The fascist Ustasha regime and its militias carried out a ruthless campaign of ethnic cleansing that killed an estimated half million Serbs, Jews, and Gypsies, and ended only with the defeat of the Axis powers in World War II.
In Visions of Annihilation, Rory Yeomans analyzes the Ustasha movementÆs use of culture to appeal to radical nationalist sentiments and legitimize its genocidal policies. He shows how the movement attempted to mobilize poets, novelists, filmmakers, visual artists, and intellectuals as purveyors of propaganda and visionaries of a utopian society. Meanwhile, newspapers, radio, and speeches called for the expulsion, persecution, or elimination of “alien” and “enemy” populations to purify the nation. He describes how the dual concepts of annihilation and national regeneration were disseminated to the wider population and how they were interpreted at the grassroots level.
Yeomans examines the Ustasha movement in the context of other fascist movements in Europe. He cites their similar appeals to idealistic youth, the economically disenfranchised, racial purists, social radicals, and Catholic clericalists.
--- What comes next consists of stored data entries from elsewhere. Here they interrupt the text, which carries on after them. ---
use std::sync::Arc;
use std::time::Duration;
use crate::error::AiError;
use crate::models::{CompletionRequest, CompletionResponse};
use crate::rate_limit::RateLimiter;
use crate::retry::RetryPolicy;

// Where and how to reach the AI provider
#[derive(Debug, Clone)]
pub struct ProviderSettings {
    pub base_url: String,
    pub api_key: Option<String>,
    pub timeout: Duration,
}

/// HTTP client for an OpenAI-compatible chat completions endpoint.
///
/// Every call goes through the shared [`RateLimiter`] and the [`RetryPolicy`],
/// so the chat and vision wrappers built on top of it draw from one budget.
pub struct AiProvider {
    http: reqwest::Client,
    base_url: String,
    api_key: Option<String>,
    limiter: Arc<RateLimiter>,
    retry: RetryPolicy,
}

impl AiProvider {
    pub fn new(
        settings: ProviderSettings,
        limiter: Arc<RateLimiter>,
        retry: RetryPolicy,
    ) -> Result<Self, reqwest::Error> {
        let http = reqwest::Client::builder().timeout(settings.timeout).build()?;
        let api_key = settings.api_key.filter(|key| !key.trim().is_empty());

        Ok(Self {
            http,
            base_url: settings.base_url.trim_end_matches('/').to_string(),
            api_key,
            limiter,
            retry,
        })
    }

    // true once an API key is configured
    pub fn is_ready(&self) -> bool {
        self.api_key.is_some()
    }

    pub fn limiter(&self) -> &Arc<RateLimiter> {
        &self.limiter
    }

    // Rate-limited, retried completion; returns the first choice's text
    pub async fn complete(&self, request: &CompletionRequest) -> Result<String, AiError> {
        let Some(api_key) = self.api_key.as_deref() else {
            return Err(AiError::NotConfigured);
        };

        self.retry
            .run(&self.limiter, move || self.send_once(api_key, request))
            .await
    }

    async fn send_once(&self, api_key: &str, request: &CompletionRequest) -> Result<String, AiError> {
        let res = self
            .http
            .post(format!("{}/chat/completions", self.base_url))
            .bearer_auth(api_key)
            .json(request)
            .send()
            .await?;

        if !res.status().is_success() {
            let status = res.status();
            let body = res.text().await.unwrap_or_default();
            return Err(AiError::from_status(status, body));
        }

        let body: CompletionResponse = res
            .json()
            .await
            .map_err(|e| AiError::MalformedResponse(format!("Parse Error: {}", e)))?;

        body.choices
            .into_iter()
            .next()
            .and_then(|choice| choice.message.content)
            .map(|text| text.trim().to_string())
            .filter(|text| !text.is_empty())
            .ok_or_else(|| AiError::MalformedResponse("completion has no text".to_string()))
    }
}


#[cfg(test)]
mod tests {
    use super::test_support::{completion, provider, spawn};
    use super::*;
    use crate::models::WireMessage;
    use std::sync::atomic::Ordering;

    fn request() -> CompletionRequest {
        CompletionRequest {
            model: "test-model".into(),
            messages: vec![WireMessage::text("user", "Best time to visit Kyoto?")],
            max_tokens: None,
            temperature: None,
        }
    }

    #[tokio::test]
    async fn returns_first_choice_text() {
        let fake = spawn(vec![(200, completion("  Late autumn.  "))]).await;
        let provider = provider(&fake.url, Some("sk-test"));

        let text = provider.complete(&request()).await.unwrap();
        assert_eq!(text, "Late autumn.");
        assert_eq!(fake.auth.lock().unwrap().as_slice(), ["Bearer sk-test"]);
        assert_eq!(fake.bodies.lock().unwrap()[0]["model"], "test-model");
    }

    #[tokio::test]
    async fn missing_key_fails_without_calling_out() {
        let fake = spawn(vec![(200, completion("unused"))]).await;
        let provider = provider(&fake.url, Some("   "));

        assert!(!provider.is_ready());
        assert!(matches!(provider.complete(&request()).await, Err(AiError::NotConfigured)));
        assert_eq!(fake.hits.load(Ordering::SeqCst), 0);
        assert_eq!(provider.limiter().recent_calls().await, 0);
    }

    #[tokio::test]
    async fn retries_server_errors() {
        let fake = spawn(vec![
            (500, serde_json::json!({ "error": "boom" })),
            (503, serde_json::json!({ "error": "busy" })),
            (200, completion("Try Porto.")),
        ])
        .await;
        let provider = provider(&fake.url, Some("sk-test"));

        assert_eq!(provider.complete(&request()).await.unwrap(), "Try Porto.");
        assert_eq!(fake.hits.load(Ordering::SeqCst), 3);
        assert_eq!(provider.limiter().recent_calls().await, 3);
    }

    #[tokio::test]
    async fn provider_429_is_not_retried() {
        let fake = spawn(vec![(429, serde_json::json!({ "error": "slow down" }))]).await;
        let provider = provider(&fake.url, Some("sk-test"));

        assert!(matches!(provider.complete(&request()).await, Err(AiError::RateLimited)));
        assert_eq!(fake.hits.load(Ordering::SeqCst), 1);
    }

    #[tokio::test]
    async fn empty_choices_are_malformed() {
        let fake = spawn(vec![(200, serde_json::json!({ "choices": [] }))]).await;
        let provider = provider(&fake.url, Some("sk-test"));

        assert!(matches!(
            provider.complete(&request()).await,
            Err(AiError::MalformedResponse(_))
        ));
        assert_eq!(fake.hits.load(Ordering::SeqCst), 1);
    }

    #[tokio::test]
    async fn unreachable_provider_is_a_transient_failure() {
        // nothing listens on port 9 locally
        let provider = provider("http://127.0.0.1:9/v1", Some("sk-test"));
        let err = provider.complete(&request()).await.unwrap_err();
        assert!(err.is_transient(), "unexpected {err:?}");
        assert_eq!(provider.limiter().recent_calls().await, 3);
    }
}
use axum::{Json, extract::State};
use std::sync::Arc;
use std::time::Instant;
use crate::error::ApiError;
use crate::metrics::{REQUEST_LATENCY, REQUEST_TOTAL};
use crate::models::{ChatRequest, ChatResponse, ChatTurn};
use crate::state::AppState;

const MAX_MESSAGE_CHARS: usize = 4000;

fn validate(req: &ChatRequest) -> Result<(), ApiError> {
    if req.message.trim().is_empty() {
        return Err(ApiError::BadRequest("message must not be empty".to_string()));
    }
    if req.message.chars().count() > MAX_MESSAGE_CHARS {
        return Err(ApiError::BadRequest(format!(
            "message is longer than {} characters",
            MAX_MESSAGE_CHARS
        )));
    }
    if let Some(turn) = req.history.iter().find(|t| !is_allowed_role(t)) {
        return Err(ApiError::BadRequest(format!(
            "history role must be \"user\" or \"assistant\", got {:?}",
            turn.role
        )));
    }
    Ok(())
}

fn is_allowed_role(turn: &ChatTurn) -> bool {
    turn.role == "user" || turn.role == "assistant"
}

pub async fn chat_handler(
    State(state): State<Arc<AppState>>,
    Json(payload): Json<ChatRequest>,
) -> Result<Json<ChatResponse>, ApiError> {
    REQUEST_TOTAL.inc();
    validate(&payload)?;

    let start_time = Instant::now();
    let result = state.chat.reply(&payload.message, &payload.history).await;
    REQUEST_LATENCY.observe(start_time.elapsed().as_secs_f64());
    let reply = result?;

    Ok(Json(ChatResponse {
        reply,
        model: state.chat.model().to_string(),
    }))
}
use base64::{Engine, engine::general_purpose::STANDARD};
use std::sync::Arc;
use crate::error::AiError;
use crate::models::{CompletionRequest, ContentPart, ImageUrl, MessageContent, Recognition, WireMessage};
use crate::provider::AiProvider;

const RECOGNITION_PROMPT: &str = "Identify the travel destination, landmark or city shown in this photo. \
Answer with a single JSON object and nothing else, using the keys \
\"name\" (string), \"country\" (string or null), \"description\" (one or two sentences) \
and \"confidence\" (number between 0 and 1). \
If you cannot tell, use \"Unknown\" as the name and 0 as the confidence.";

// Destination recognition from photos
pub struct VisionClient {
    provider: Arc<AiProvider>,
    model: String,
}

impl VisionClient {
    pub fn new(provider: Arc<AiProvider>, model: impl Into<String>) -> Self {
        Self {
            provider,
            model: model.into(),
        }
    }

    pub fn is_ready(&self) -> bool {
        self.provider.is_ready()
    }

    pub fn model(&self) -> &str {
        &self.model
    }

    pub fn provider(&self) -> &Arc<AiProvider> {
        &self.provider
    }

    pub async fn recognize(&self, image: &[u8], mime_type: &str) -> Result<Recognition, AiError> {
        if !self.is_ready() {
            return Err(AiError::NotConfigured);
        }

        let data_url = format!("data:{};base64,{}", mime_type, STANDARD.encode(image));
        let request = CompletionRequest {
            model: self.model.clone(),
            messages: vec![WireMessage {
                role: "user".to_string(),
                content: MessageContent::Parts(vec![
                    ContentPart::Text { text: RECOGNITION_PROMPT.to_string() },
                    ContentPart::ImageUrl { image_url: ImageUrl { url: data_url } },
                ]),
            }],
            max_tokens: Some(300),
            temperature: Some(0.2),
        };

        let answer = self.provider.complete(&request).await?;
        parse_recognition(&answer)
    }
}

/// Pulls the JSON object out of the model's answer.
///
/// Models sometimes wrap the object in a markdown code fence or add a
/// sentence around it, so only the outermost `{ ... }` is parsed.
pub fn parse_recognition(answer: &str) -> Result<Recognition, AiError> {
    let start = answer.find('{');
    let end = answer.rfind('}');
    let json = match (start, end) {
        (Some(start), Some(end)) if start < end => &answer[start..=end],
        _ => {
            return Err(AiError::MalformedResponse(
                "recognition answer has no JSON object".to_string(),
            ));
        }
    };

    let mut recognition: Recognition = serde_json::from_str(json)
        .map_err(|e| AiError::MalformedResponse(format!("recognition JSON: {}", e)))?;

    recognition.name = recognition.name.trim().to_string();
    if recognition.name.is_empty() {
        return Err(AiError::MalformedResponse("recognition has no name".to_string()));
    }
    recognition.country = recognition
        .country
        .map(|c| c.trim().to_string())
        .filter(|c| !c.is_empty());
    recognition.confidence = if recognition.confidence.is_finite() {
        recognition.confidence.clamp(0.0, 1.0)
    } else {
        0.0
    };
    Ok(recognition)
}
use axum::{
    Json,
    http::StatusCode,
    response::{IntoResponse, Response},
};
use thiserror::Error;

// Rejected limiter / retry settings
#[derive(Error, Debug, Clone, PartialEq)]
pub enum ConfigError {
    #[error("rate limit must allow at least one call per window (got {0})")]
    InvalidMaxCalls(u32),

    #[error("rate limit window must be a positive number of seconds (got {0})")]
    InvalidWindow(f64),

    #[error("retry policy needs at least one attempt")]
    InvalidAttempts,

    #[error("retry delay must be zero or more seconds (got {0})")]
    InvalidRetryDelay(f64),
}

/// Outcome of a failed call to the AI provider.
///
/// Variants are split into transient failures, which the retry policy tries
/// again, and definitive ones, which go straight back to the caller.
#[derive(Error, Debug, Clone)]
pub enum AiError {
    #[error("AI provider is not configured (missing API key)")]
    NotConfigured,

    #[error("AI provider timed out")]
    Timeout,

    #[error("could not reach AI provider: {0}")]
    Connection(String),

    #[error("AI provider server error ({status}): {body}")]
    Server { status: u16, body: String },

    #[error("AI provider is rate limiting requests")]
    RateLimited,

    #[error("AI provider rejected the credentials ({0})")]
    Unauthorized(u16),

    #[error("AI provider rejected the request ({status}): {body}")]
    Rejected { status: u16, body: String },

    #[error("malformed AI response: {0}")]
    MalformedResponse(String),
}

impl AiError {
    pub fn is_transient(&self) -> bool {
        matches!(
            self,
            AiError::Timeout | AiError::Connection(_) | AiError::Server { .. }
        )
    }

    pub fn from_status(status: reqwest::StatusCode, body: String) -> Self {
        let body: String = body.chars().take(200).collect();
        match status.as_u16() {
            429 => AiError::RateLimited,
            401 | 403 => AiError::Unauthorized(status.as_u16()),
            code if status.is_server_error() => AiError::Server { status: code, body },
            code => AiError::Rejected { status: code, body },
        }
    }
}

impl From<reqwest::Error> for AiError {
    fn from(e: reqwest::Error) -> Self {
        if e.is_timeout() {
            AiError::Timeout
        } else if e.is_decode() {
            AiError::MalformedResponse(e.to_string())
        } else if let Some(status) = e.status() {
            AiError::from_status(status, e.to_string())
        } else {
            AiError::Connection(e.to_string())
        }
    }
}

// Errors returned by the HTTP handlers
#[derive(Error, Debug)]
pub enum ApiError {
    #[error("{0}")]
    BadRequest(String),

    #[error(transparent)]
    Ai(#[from] AiError),
}

impl ApiError {
    pub fn status(&self) -> StatusCode {
        match self {
            ApiError::BadRequest(_) => StatusCode::BAD_REQUEST,
            ApiError::Ai(AiError::NotConfigured) | ApiError::Ai(AiError::RateLimited) => {
                StatusCode::SERVICE_UNAVAILABLE
            }
            ApiError::Ai(AiError::Timeout) => StatusCode::GATEWAY_TIMEOUT,
            ApiError::Ai(_) => StatusCode::BAD_GATEWAY,
        }
    }
}

impl IntoResponse for ApiError {
    fn into_response(self) -> Response {
        let status = self.status();
        if status.is_server_error() {
            tracing::warn!(%status, error = %self, "request failed");
        }
        (status, Json(serde_json::json!({ "error": self.to_string() }))).into_response()
    }
}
Yeomans further demonstrates how fascism created rituals and practices that mimicked traditional religious faiths and celebrated martyrdom.
Visions of Annihilation chronicles the foundations of the Ustasha movement, its key actors and ideologies, and reveals the unique cultural, historical, and political conditions present in interwar Croatia that led to the rise of fascism and contributed to the cataclysmic events that tore across the continent.
[Yeomans] shows the relationship between the revolution of blood and the revolution of soul and how this relationship was constantly present in every cultural form. In doing so the author depicts both the Ustasha ideology and attempt to make it into the ideology of the nation. The author successfully links the cultural politics and the persecution of so-called 'foreigners and racial aliens' and shows how cultural politics was always at the service of the genocidal policy adopted by the regime. At the same time, throughout his book, Yeomans continuously highlights the contradictions between the messages sent by Ustasha cultural politics, showing the tension between the struggle for modernization and the exaltation of peasant village life.
The internal dynamics of wartime Croatia have long been neglected in favor of its relations with the Axis powers. . . . This approach paints a passive picture of the Ustasha's own program to subordinate both Croatia and Bosnia-Herzegovina to its vision of an integrally Croatian nation-sate. Rory Yeomans fills in the picture with evidence of a more independently active, ambitiously fascist, but sometimes divided regime.
Yeoman's groundbreaking approach to the Croatian Ustashas allows him to consider aspects of the Ustasha movement that other scholars have overwhelmingly neglected. His book is a necessary contribution to the history of World War II Croatia and should inspire researchers to continue exploring aspects of the Ustashas' rule that the prevailing scholarly portrayal of the movement as an irrelevant puppet regime had previously inhibited.
Impressive and innovative . . . an important and challenging addition both to the literature of the civil war in Yugoslavia and to that of eastern European fascism.
This work makes an important contribution to the cultural history of Croatian fascism during WWII. Yeomans provides a highly detailed analysis of the Ustasha movement's efforts to create a new facist culture within the newly constituted Ustasha state. . . . He illustrates well the tensions that arose from this radical project of annihilation and national regeneration, and locates it within the wider parameters of European fascism.
Using innovative approaches, Yeomans' impressive work deals with the Ustasha regime, the Independent State of Croatia (1941-1945). Through examination of cultural ideas and their application during the so-called 'revolution of the soul', Yeomans deals with questions which have been almost completely neglected among scholars dealing with this topic. . . . Presents the reader with a fresh view on how the Ustasha envisioned and imagined the Croatian nation, its culture, its future, and society in general. Yeomans' book moves further from traditional explanations of the Ustasha movement and their regime, and examines them from a methodologically innovative perspective. In his work Yeomans applies culturalist approaches, at the same time situating his research in a broader, comparative perspective of fascism. In the end, it shows that when considered, examined, and contextualized within the broader perspective of European facism it becomes clear that Ustasha movement and their regime were not just a disorganized rabble of political gangsters.
An important addition to the growing literature on the Second World War in the former Yugoslavia . . .Yeomans is most effective at chronicling Ustasha cultural pretentions.
Visions of Annihilation arguably . . . should be mandatory reading for those in contemporary Croatia who engage in dangerous populist attempts to rehabilitate elements of Ustasha ideology.
Challenging standard interpretations of fascism while probing previously ignored aspects of the Ustasha regime, this provocative analysis of the politics of cultural and ethnic homogeneity in the Independent State of Croatia (1941-1945) will become one of the most discussed academic books for many years to come and an essential reading for scholars and students of the Holocaust.